_Task details_:
When you write out the records, keep every line exactly as it is.

..............................

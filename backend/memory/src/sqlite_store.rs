//! SQLite-backed durable key-value store.
//!
//! Values are persisted as JSON text in a single `memory` table. The
//! connection sits behind an async mutex, so one statement runs at a time.
use std::path::Path;

use anyhow::{Context, Result};
use async_trait::async_trait;
use memswarm_core::KeyValueStore;
use rusqlite::{params, Connection, OptionalExtension};
use serde_json::Value;
use tokio::sync::Mutex;
use tracing::{debug, info};

const SCHEMA: &str = "CREATE TABLE IF NOT EXISTS memory (
     key        TEXT PRIMARY KEY,
     value      TEXT NOT NULL,
     updated_at INTEGER NOT NULL
 );";

pub struct SqliteStore {
    conn: Mutex<Connection>,
}

impl SqliteStore {
    /// Create or open a database at the given path.
    pub fn open(path: impl AsRef<Path>) -> Result<Self> {
        let conn = Connection::open(path.as_ref())
            .with_context(|| format!("Failed to open SQLite memory database at {:?}", path.as_ref()))?;

        conn.execute_batch(&format!("PRAGMA journal_mode=WAL;\n{SCHEMA}"))
            .context("Failed to initialize memory schema")?;

        info!("SqliteStore opened at {:?}", path.as_ref());
        Ok(Self { conn: Mutex::new(conn) })
    }

    /// Open an in-memory database (for tests).
    pub fn in_memory() -> Result<Self> {
        let conn = Connection::open_in_memory()?;
        conn.execute_batch(SCHEMA)?;
        Ok(Self { conn: Mutex::new(conn) })
    }
}

#[async_trait]
impl KeyValueStore for SqliteStore {
    fn name(&self) -> &str {
        "sqlite"
    }

    async fn read(&self, key: &str) -> Result<Option<Value>> {
        let conn = self.conn.lock().await;
        let raw: Option<String> = conn
            .query_row("SELECT value FROM memory WHERE key = ?1", params![key], |row| row.get(0))
            .optional()?;
        raw.map(|text| {
            serde_json::from_str(&text)
                .with_context(|| format!("Stored value for {key} is not valid JSON"))
        })
        .transpose()
    }

    async fn write(&self, key: &str, value: Value) -> Result<()> {
        let text = serde_json::to_string(&value)?;
        let conn = self.conn.lock().await;
        conn.execute(
            "INSERT INTO memory (key, value, updated_at) VALUES (?1, ?2, ?3)
             ON CONFLICT(key) DO UPDATE SET value = excluded.value, updated_at = excluded.updated_at",
            params![key, text, chrono::Utc::now().timestamp_millis()],
        )?;
        debug!(key, "Wrote memory row");
        Ok(())
    }

    async fn delete(&self, key: &str) -> Result<()> {
        let conn = self.conn.lock().await;
        conn.execute("DELETE FROM memory WHERE key = ?1", params![key])?;
        Ok(())
    }

    async fn clear(&self) -> Result<()> {
        let conn = self.conn.lock().await;
        let removed = conn.execute("DELETE FROM memory", [])?;
        debug!(removed, "Cleared memory table");
        Ok(())
    }

    async fn keys(&self) -> Result<Vec<String>> {
        let conn = self.conn.lock().await;
        let mut stmt = conn.prepare("SELECT key FROM memory ORDER BY key")?;
        let keys = stmt
            .query_map([], |row| row.get::<_, String>(0))?
            .collect::<rusqlite::Result<Vec<_>>>()?;
        Ok(keys)
    }
}
//! Backend registry: maps a configured `BackendConfig` variant to a store.

use std::sync::Arc;

use anyhow::{Context, Result};
use memswarm_config::schema::BackendConfig;
use memswarm_core::KeyValueStore;
use tracing::info;

use crate::sqlite_store::SqliteStore;
use crate::store::InMemoryStore;

pub fn create_store(config: &BackendConfig) -> Result<Arc<dyn KeyValueStore>> {
    let store: Arc<dyn KeyValueStore> = match config {
        BackendConfig::InMemory => Arc::new(InMemoryStore::new()),
        BackendConfig::Sqlite { path } => Arc::new(
            SqliteStore::open(path).with_context(|| format!("Failed to create sqlite backend at {path}"))?,
        ),
    };
    info!(kind = config.kind(), "Memory backend created");
    Ok(store)
}

#[cfg(test)]
mod tests {
    use super::*;
    use serde_json::json;

    #[tokio::test]
    async fn test_creates_each_kind() {
        let dir = tempfile::tempdir().unwrap();
        let path = dir.path().join("m.db").to_string_lossy().into_owned();

        let mem = create_store(&BackendConfig::InMemory).unwrap();
        assert_eq!(mem.name(), "in-memory");

        let sqlite = create_store(&BackendConfig::Sqlite { path }).unwrap();
        assert_eq!(sqlite.name(), "sqlite");
        sqlite.write("k", json!("v")).await.unwrap();
        assert_eq!(sqlite.read("k").await.unwrap(), Some(json!("v")));
    }

    #[test]
    fn test_unopenable_sqlite_path_fails() {
        let dir = tempfile::tempdir().unwrap();
        let path = dir.path().join("missing/dir/m.db").to_string_lossy().into_owned();
        let err = create_store(&BackendConfig::Sqlite { path }).err().unwrap();
        assert!(err.to_string().contains("Failed to create sqlite backend"));
    }
}
pub mod aggregator;
pub mod config;
pub mod discovery;
pub mod error;
pub mod filter;
pub mod fixfen;
pub mod ingest;
pub mod metadata;
pub mod parallel_processing;
pub mod partition;
pub mod reader;
pub mod record;
pub mod report;

// Re-export main types for convenient access
pub use aggregator::{Statistics, StatsTable};
pub use config::AnalysisConfig;
pub use error::AnalyzeError;
pub use record::Outcome;

// Re-export pipeline entry points for the CLI, tests and benchmarks
pub use parallel_processing::{
    process_files_parallel, run_analysis, select_files, AnalysisRun, FileSelection,
};
pub use report::{Report, RunSummary};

..............................

_Solution_:
filename backend/memory/src/sqlite_store.rs
//! SQLite-backed durable key-value store.
//!
//! Values are persisted as JSON text in a single `memory` table. The
//! connection sits behind an async mutex, so one statement runs at a time.
use std::path::Path;

use anyhow::{Context, Result};
use async_trait::async_trait;
use memswarm_core::KeyValueStore;
use rusqlite::{params, Connection, OptionalExtension};
use serde_json::Value;
use tokio::sync::Mutex;
use tracing::{debug, info};

const SCHEMA: &str = "CREATE TABLE IF NOT EXISTS memory (
     key        TEXT PRIMARY KEY,
     value      TEXT NOT NULL,
     updated_at INTEGER NOT NULL
 );";

pub struct SqliteStore {
    conn: Mutex<Connection>,
}

impl SqliteStore {
    /// Create or open a database at the given path.
    pub fn open(path: impl AsRef<Path>) -> Result<Self> {
        let conn = Connection::open(path.as_ref())
            .with_context(|| format!("Failed to open SQLite memory database at {:?}", path.as_ref()))?;

        conn.execute_batch(&format!("PRAGMA journal_mode=WAL;\n{SCHEMA}"))
            .context("Failed to initialize memory schema")?;

        info!("SqliteStore opened at {:?}", path.as_ref());
        Ok(Self { conn: Mutex::new(conn) })
    }

    /// Open an in-memory database (for tests).
    pub fn in_memory() -> Result<Self> {
        let conn = Connection::open_in_memory()?;
        conn.execute_batch(SCHEMA)?;
        Ok(Self { conn: Mutex::new(conn) })
    }
}

#[async_trait]
impl KeyValueStore for SqliteStore {
    fn name(&self) -> &str {
        "sqlite"
    }

    async fn read(&self, key: &str) -> Result<Option<Value>> {
        let conn = self.conn.lock().await;
        let raw: Option<String> = conn
            .query_row("SELECT value FROM memory WHERE key = ?1", params![key], |row| row.get(0))
            .optional()?;
        raw.map(|text| {
            serde_json::from_str(&text)
                .with_context(|| format!("Stored value for {key} is not valid JSON"))
        })
        .transpose()
    }

    async fn write(&self, key: &str, value: Value) -> Result<()> {
        let text = serde_json::to_string(&value)?;
        let conn = self.conn.lock().await;
        conn.execute(
            "INSERT INTO memory (key, value, updated_at) VALUES (?1, ?2, ?3)
             ON CONFLICT(key) DO UPDATE SET value = excluded.value, updated_at = excluded.updated_at",
            params![key, text, chrono::Utc::now().timestamp_millis()],
        )?;
        debug!(key, "Wrote memory row");
        Ok(())
    }

    async fn delete(&self, key: &str) -> Result<()> {
        let conn = self.conn.lock().await;
        conn.execute("DELETE FROM memory WHERE key = ?1", params![key])?;
        Ok(())
    }

    async fn clear(&self) -> Result<()> {
        let conn = self.conn.lock().await;
        let removed = conn.execute("DELETE FROM memory", [])?;
        debug!(removed, "Cleared memory table");
        Ok(())
    }

    async fn keys(&self) -> Result<Vec<String>> {
        let conn = self.conn.lock().await;
        let mut stmt = conn.prepare("SELECT key FROM memory ORDER BY key")?;
        let keys = stmt
            .query_map([], |row| row.get::<_, String>(0))?
            .collect::<rusqlite::Result<Vec<_>>>()?;
        Ok(keys)
    }
}
//! Backend registry: maps a configured `BackendConfig` variant to a store.

use std::sync::Arc;

use anyhow::{Context, Result};
use memswarm_config::schema::BackendConfig;
use memswarm_core::KeyValueStore;
use tracing::info;

use crate::sqlite_store::SqliteStore;
use crate::store::InMemoryStore;

pub fn create_store(config: &BackendConfig) -> Result<Arc<dyn KeyValueStore>> {
    let store: Arc<dyn KeyValueStore> = match config {
        BackendConfig::InMemory => Arc::new(InMemoryStore::new()),
        BackendConfig::Sqlite { path } => Arc::new(
            SqliteStore::open(path).with_context(|| format!("Failed to create sqlite backend at {path}"))?,
        ),
    };
    info!(kind = config.kind(), "Memory backend created");
    Ok(store)
}

#[cfg(test)]
mod tests {
    use super::*;
    use serde_json::json;

    #[tokio::test]
    async fn test_creates_each_kind() {
        let dir = tempfile::tempdir().unwrap();
        let path = dir.path().join("m.db").to_string_lossy().into_owned();

        let mem = create_store(&BackendConfig::InMemory).unwrap();
        assert_eq!(mem.name(), "in-memory");

        let sqlite = create_store(&BackendConfig::Sqlite { path }).unwrap();
        assert_eq!(sqlite.name(), "sqlite");
        sqlite.write("k", json!("v")).await.unwrap();
        assert_eq!(sqlite.read("k").await.unwrap(), Some(json!("v")));
    }

    #[test]
    fn test_unopenable_sqlite_path_fails() {
        let dir = tempfile::tempdir().unwrap();
        let path = dir.path().join("missing/dir/m.db").to_string_lossy().into_owned();
        let err = create_store(&BackendConfig::Sqlite { path }).err().unwrap();
        assert!(err.to_string().contains("Failed to create sqlite backend"));
    }
}
pub mod aggregator;
pub mod config;
pub mod discovery;
pub mod error;
pub mod filter;
pub mod fixfen;
pub mod ingest;
pub mod metadata;
pub mod parallel_processing;
pub mod partition;
pub mod reader;
pub mod record;
pub mod report;

// Re-export main types for convenient access
pub use aggregator::{Statistics, StatsTable};
pub use config::AnalysisConfig;
pub use error::AnalyzeError;
pub use record::Outcome;

// Re-export pipeline entry points for the CLI, tests and benchmarks
pub use parallel_processing::{
    process_files_parallel, run_analysis, select_files, AnalysisRun, FileSelection,
};
pub use report::{Report, RunSummary};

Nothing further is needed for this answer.